EXERCISE REQUIREMENTS
Only one number is wanted: the count of lines in the records below that hold the word "ExtractedText".

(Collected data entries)
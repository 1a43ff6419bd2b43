//! PDF text extraction.
//!
//! Pages are visited in page-number order. Within a page, every text-showing
//! operator (`Tj`, `TJ`, `'`, `"`) yields one fragment, decoded with the
//! font selected by the preceding `Tf`. Fragments come out in content-stream
//! order, which need not match the visual reading order of multi-column
//! layouts.

use std::collections::BTreeMap;

use findmystage_core::{Error, Result};
use lopdf::content::Content;
use lopdf::{Document, Encoding, Object, ObjectId};
use tracing::{debug, warn};

use crate::document::ExtractedText;

/// Kerning adjustments below this (in thousandths of an em) read as a space.
const TJ_SPACE_THRESHOLD: i64 = -100;

/// Decode a PDF held in memory and return its page-ordered text.
pub fn extract_text(bytes: &[u8]) -> Result<ExtractedText> {
    let doc = load(bytes)?;
    let pages = doc.get_pages();

    let mut page_texts = Vec::with_capacity(pages.len());
    for (&number, &page_id) in &pages {
        let fragments = page_fragments(&doc, page_id)
            .map_err(|e| Error::Extraction(format!("Failed to read page {}: {}", number, e)))?;
        page_texts.push(join_fragments(&fragments));
    }

    let text = ExtractedText::from_pages(&page_texts);
    debug!(
        "Extracted {} chars from {} PDF pages",
        text.as_str().len(),
        page_texts.len()
    );
    Ok(text)
}

fn load(bytes: &[u8]) -> Result<Document> {
    let doc = Document::load_mem(bytes)
        .map_err(|e| Error::Extraction(format!("Failed to decode PDF: {}", e)))?;
    if doc.is_encrypted() {
        return Err(Error::Extraction("PDF is encrypted".into()));
    }
    Ok(doc)
}

/// One decoded string per text-showing operator on the page.
fn page_fragments(doc: &Document, page_id: ObjectId) -> lopdf::Result<Vec<String>> {
    let encodings: BTreeMap<Vec<u8>, Encoding> = doc
        .get_page_fonts(page_id)?
        .into_iter()
        .map(|(name, font)| font.get_font_encoding(doc).map(|enc| (name, enc)))
        .collect::<lopdf::Result<_>>()?;
    let content = Content::decode(&doc.get_page_content(page_id)?)?;

    let mut fragments = Vec::new();
    let mut current: Option<&Encoding> = None;
    for op in &content.operations {
        let shown = match op.operator.as_str() {
            "Tf" => {
                current = op
                    .operands
                    .first()
                    .and_then(|name| name.as_name().ok())
                    .and_then(|name| encodings.get(name));
                continue;
            }
            "Tj" | "TJ" | "'" => &op.operands[..],
            // `aw ac string "`: only the string is text.
            "\"" => op.operands.last().map(std::slice::from_ref).unwrap_or(&[]),
            _ => continue,
        };
        let Some(encoding) = current else {
            warn!("Skipping text shown without a decodable font");
            continue;
        };
        let mut run = String::new();
        decode_operands(&mut run, encoding, shown)?;
        fragments.push(run);
    }
    Ok(fragments)
}

fn decode_operands(
    out: &mut String,
    encoding: &Encoding,
    operands: &[Object],
) -> lopdf::Result<()> {
    for operand in operands {
        match operand {
            Object::String(bytes, _) => out.push_str(&Document::decode_text(encoding, bytes)?),
            Object::Array(items) => decode_operands(out, encoding, items)?,
            Object::Integer(adjust) if *adjust < TJ_SPACE_THRESHOLD => out.push(' '),
            Object::Real(adjust) if *adjust < TJ_SPACE_THRESHOLD as f32 => out.push(' '),
            _ => {}
        }
    }
    Ok(())
}

/// Trim fragments, drop blank ones and join the rest with single spaces.
fn join_fragments<S: AsRef<str>>(fragments: &[S]) -> String {
    fragments
        .iter()
        .map(|f| f.as_ref().trim())
        .filter(|f| !f.is_empty())
        .collect::<Vec<_>>()
        .join(" ")
}

/// Builders for small in-memory PDFs used by tests across the workspace.
#[cfg(any(test, feature = "fixtures"))]
pub mod fixtures {
    use lopdf::content::{Content, Operation};
    use lopdf::{dictionary, Document, Object, Stream};

    /// Build a PDF with one page per entry; each page holds one text object
    /// per fragment. An empty fragment list yields a page without text.
    pub fn pdf_with_pages(pages: &[&[&str]]) -> Vec<u8> {
        let pages = pages
            .iter()
            .map(|fragments| {
                fragments
                    .iter()
                    .enumerate()
                    .flat_map(|(i, fragment)| {
                        let mut ops = vec![Operation::new("BT", vec![]), select_font()];
                        ops.extend(positioned_run(i, fragment));
                        ops.push(Operation::new("ET", vec![]));
                        ops
                    })
                    .collect()
            })
            .collect();
        pdf_with_page_operations(pages)
    }

    /// Build a one-page PDF whose runs all sit inside a single text object,
    /// each moved with `Td` and shown with its own `Tj`, the way word
    /// processors lay out lines.
    pub fn pdf_with_single_text_object(runs: &[&str]) -> Vec<u8> {
        let mut ops = vec![Operation::new("BT", vec![]), select_font()];
        for (i, run) in runs.iter().enumerate() {
            ops.extend(positioned_run(i, run));
        }
        ops.push(Operation::new("ET", vec![]));
        pdf_with_page_operations(vec![ops])
    }

    /// `Tf` selecting the fixture font.
    pub fn select_font() -> Operation {
        Operation::new("Tf", vec!["F1".into(), 12.into()])
    }

    fn positioned_run(line: usize, text: &str) -> [Operation; 2] {
        let y = 700 - (line as i64) * 20;
        [
            Operation::new("Td", vec![72.into(), y.into()]),
            Operation::new("Tj", vec![Object::string_literal(text)]),
        ]
    }

    /// Build a PDF with one page per operation list, all pages sharing a
    /// WinAnsi Helvetica font named `F1`.
    pub fn pdf_with_page_operations(pages: Vec<Vec<Operation>>) -> Vec<u8> {
        let mut doc = Document::with_version("1.5");
        let pages_id = doc.new_object_id();
        let font_id = doc.add_object(dictionary! {
            "Type" => "Font",
            "Subtype" => "Type1",
            "BaseFont" => "Helvetica",
            "Encoding" => "WinAnsiEncoding",
        });
        let resources_id = doc.add_object(dictionary! {
            "Font" => dictionary! { "F1" => font_id },
        });

        let mut kids: Vec<Object> = Vec::new();
        for operations in pages {
            let content = Content { operations };
            let content_id = doc.add_object(Stream::new(
                dictionary! {},
                content.encode().expect("content encodes"),
            ));
            let page_id = doc.add_object(dictionary! {
                "Type" => "Page",
                "Parent" => pages_id,
                "Contents" => content_id,
                "Resources" => resources_id,
            });
            kids.push(page_id.into());
        }

        let count = kids.len() as i64;
        doc.objects.insert(
            pages_id,
            Object::Dictionary(dictionary! {
                "Type" => "Pages",
                "Kids" => kids,
                "Count" => count,
                "MediaBox" => vec![0.into(), 0.into(), 612.into(), 792.into()],
            }),
        );
        let catalog_id = doc.add_object(dictionary! {
            "Type" => "Catalog",
            "Pages" => pages_id,
        });
        doc.trailer.set("Root", catalog_id);

        let mut buf = Vec::new();
        doc.save_to(&mut buf).expect("pdf serializes");
        buf
    }
}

ANSWER TO THE EXERCISE
3